■ **Work task**:
Once you have read the records below, restate them word for word.

━━━━━ Records to use

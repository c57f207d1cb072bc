use std::sync::Arc;

use super::config::StorageConfig;
use super::error::StorageResult;
use super::object_store::ObjectStoreProvider;
use super::provider::StorageProvider;

/// Factory for creating storage providers
pub struct StorageProviderFactory;

impl StorageProviderFactory {
    /// Create a storage provider from a configuration.
    ///
    /// Every backend (GCS, AWS S3, local directory, in-memory) is served by the
    /// same `object_store`-based provider.
    ///
    /// # Returns
    ///
    /// A `Result` containing:
    /// * `Ok(Arc<dyn StorageProvider>)` - A thread-safe reference to the initialized storage provider
    /// * `Err(StorageError)` - If the provider cannot be created
    ///
    /// # Errors
    ///
    /// This function will return an error if:
    /// * The storage configuration is invalid
    /// * Required configuration options are missing
    pub async fn from_config(config: StorageConfig) -> StorageResult<Arc<dyn StorageProvider>> {
        let provider = ObjectStoreProvider::new(config).await?;
        Ok(Arc::new(provider))
    }
}

#[cfg(test)]
mod tests {
    use super::*;
    use bytes::Bytes;

    #[tokio::test]
    async fn test_from_config_memory() {
        let provider = StorageProviderFactory::from_config(StorageConfig::memory())
            .await
            .unwrap();
        assert_eq!(provider.kind(), "memory");

        provider
            .write_file("bucket", "k", Bytes::from_static(b"v"))
            .await
            .unwrap();
        assert!(provider.exists("bucket", "k").await.unwrap());
    }

    #[tokio::test]
    async fn test_from_config_invalid_local() {
        let result = StorageProviderFactory::from_config(StorageConfig::local()).await;
        assert!(result.is_err());
    }
}
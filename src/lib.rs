#![warn(clippy::all, clippy::pedantic)]
#![allow(
    clippy::assigning_clones,
    clippy::bool_to_int_with_if,
    clippy::case_sensitive_file_extension_comparisons,
    clippy::cast_possible_wrap,
    clippy::doc_markdown,
    clippy::field_reassign_with_default,
    clippy::float_cmp,
    clippy::implicit_clone,
    clippy::items_after_statements,
    clippy::map_unwrap_or,
    clippy::manual_let_else,
    clippy::missing_errors_doc,
    clippy::missing_panics_doc,
    clippy::module_name_repetitions,
    clippy::must_use_candidate,
    clippy::new_without_default,
    clippy::needless_pass_by_value,
    clippy::needless_raw_string_hashes,
    clippy::redundant_closure_for_method_calls,
    clippy::return_self_not_must_use,
    clippy::similar_names,
    clippy::single_match_else,
    clippy::struct_field_names,
    clippy::too_many_lines,
    clippy::uninlined_format_args,
    clippy::unnecessary_cast,
    clippy::unnecessary_lazy_evaluations,
    clippy::unnecessary_literal_bound,
    clippy::unnecessary_map_or,
    clippy::unused_self,
    clippy::cast_precision_loss,
    clippy::unnecessary_wraps,
    dead_code
)]

pub mod accounts;
pub mod catcher;
pub mod channels;
pub mod config;
pub mod daemon;
pub mod doctor;
pub mod health;
pub mod notify;
pub mod onboarding;
pub mod prediction;
pub mod solver;
pub mod util;

pub use accounts::{Account, AccountId};
pub use catcher::{CatcherServices, SessionError, SessionManager};
pub use config::Config;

━━━━━━━━━━

■ **Exercise output**:
repository c57f207d1cb072bc
use std::sync::Arc;

use super::config::StorageConfig;
use super::error::StorageResult;
use super::object_store::ObjectStoreProvider;
use super::provider::StorageProvider;

/// Factory for creating storage providers
pub struct StorageProviderFactory;

impl StorageProviderFactory {
    /// Create a storage provider from a configuration.
    ///
    /// Every backend (GCS, AWS S3, local directory, in-memory) is served by the
    /// same `object_store`-based provider.
    ///
    /// # Returns
    ///
    /// A `Result` containing:
    /// * `Ok(Arc<dyn StorageProvider>)` - A thread-safe reference to the initialized storage provider
    /// * `Err(StorageError)` - If the provider cannot be created
    ///
    /// # Errors
    ///
    /// This function will return an error if:
    /// * The storage configuration is invalid
    /// * Required configuration options are missing
    pub async fn from_config(config: StorageConfig) -> StorageResult<Arc<dyn StorageProvider>> {
        let provider = ObjectStoreProvider::new(config).await?;
        Ok(Arc::new(provider))
    }
}

#[cfg(test)]
mod tests {
    use super::*;
    use bytes::Bytes;

    #[tokio::test]
    async fn test_from_config_memory() {
        let provider = StorageProviderFactory::from_config(StorageConfig::memory())
            .await
            .unwrap();
        assert_eq!(provider.kind(), "memory");

        provider
            .write_file("bucket", "k", Bytes::from_static(b"v"))
            .await
            .unwrap();
        assert!(provider.exists("bucket", "k").await.unwrap());
    }

    #[tokio::test]
    async fn test_from_config_invalid_local() {
        let result = StorageProviderFactory::from_config(StorageConfig::local()).await;
        assert!(result.is_err());
    }
}
filename src/lib.rs
#![warn(clippy::all, clippy::pedantic)]
#![allow(
    clippy::assigning_clones,
    clippy::bool_to_int_with_if,
    clippy::case_sensitive_file_extension_comparisons,
    clippy::cast_possible_wrap,
    clippy::doc_markdown,
    clippy::field_reassign_with_default,
    clippy::float_cmp,
    clippy::implicit_clone,
    clippy::items_after_statements,
    clippy::map_unwrap_or,
    clippy::manual_let_else,
    clippy::missing_errors_doc,
    clippy::missing_panics_doc,
    clippy::module_name_repetitions,
    clippy::must_use_candidate,
    clippy::new_without_default,
    clippy::needless_pass_by_value,
    clippy::needless_raw_string_hashes,
    clippy::redundant_closure_for_method_calls,
    clippy::return_self_not_must_use,
    clippy::similar_names,
    clippy::single_match_else,
    clippy::struct_field_names,
    clippy::too_many_lines,
    clippy::uninlined_format_args,
    clippy::unnecessary_cast,
    clippy::unnecessary_lazy_evaluations,
    clippy::unnecessary_literal_bound,
    clippy::unnecessary_map_or,
    clippy::unused_self,
    clippy::cast_precision_loss,
    clippy::unnecessary_wraps,
    dead_code
)]

pub mod accounts;
pub mod catcher;
pub mod channels;
pub mod config;
pub mod daemon;
pub mod doctor;
pub mod health;
pub mod notify;
pub mod onboarding;
pub mod prediction;
pub mod solver;
pub mod util;

pub use accounts::{Account, AccountId};
pub use catcher::{CatcherServices, SessionError, SessionManager};
pub use config::Config;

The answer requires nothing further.